Records provided
//! Dungeon-wide defaults and room catalog constants.

/// Default dungeon width used by the CLI
pub const DUNGEON_DEFAULT_WIDTH: usize = 80;
/// Default dungeon height used by the CLI
pub const DUNGEON_DEFAULT_HEIGHT: usize = 50;

/// Fraction of the map area the room catalog aims to cover when no goal is given
pub const DEFAULT_AREA_GOAL: f64 = 0.5;
/// Minimum room width and height when none is given
pub const DEFAULT_MIN_ROOM_SIZE: u32 = 3;
/// Default max room size is the smaller map dimension divided by this
pub const DEFAULT_MAX_ROOM_SIZE_DIVISOR: usize = 4;

/// Chance that a catalog room gets one dimension stretched
pub const ROOM_STRETCH_CHANCE: f64 = 0.7;
/// Cells added to the stretched dimension
pub const ROOM_STRETCH_AMOUNT: u32 = 2;
/// Size pool weights double per step down from max size, capped here so f64 weights stay finite
pub const SIZE_WEIGHT_MAX_EXPONENT: i32 = 60;

/// Spawn point returned when the map has no rooms
pub const FALLBACK_SPAWN: (i32, i32) = (1, 1);

/// Hard ceiling on room size, keeping room dimensions well inside `i32`
pub const MAX_ROOM_SIZE: u32 = 1 << 20;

Description of the task
In the records above, return precisely the line containing "pub const FALLBACK_SPAWN: (i32, i32)" and each line that comes after it, up to the final one.

Your response
pub const FALLBACK_SPAWN: (i32, i32) = (1, 1);

/// Hard ceiling on room size, keeping room dimensions well inside `i32`
pub const MAX_ROOM_SIZE: u32 = 1 << 20;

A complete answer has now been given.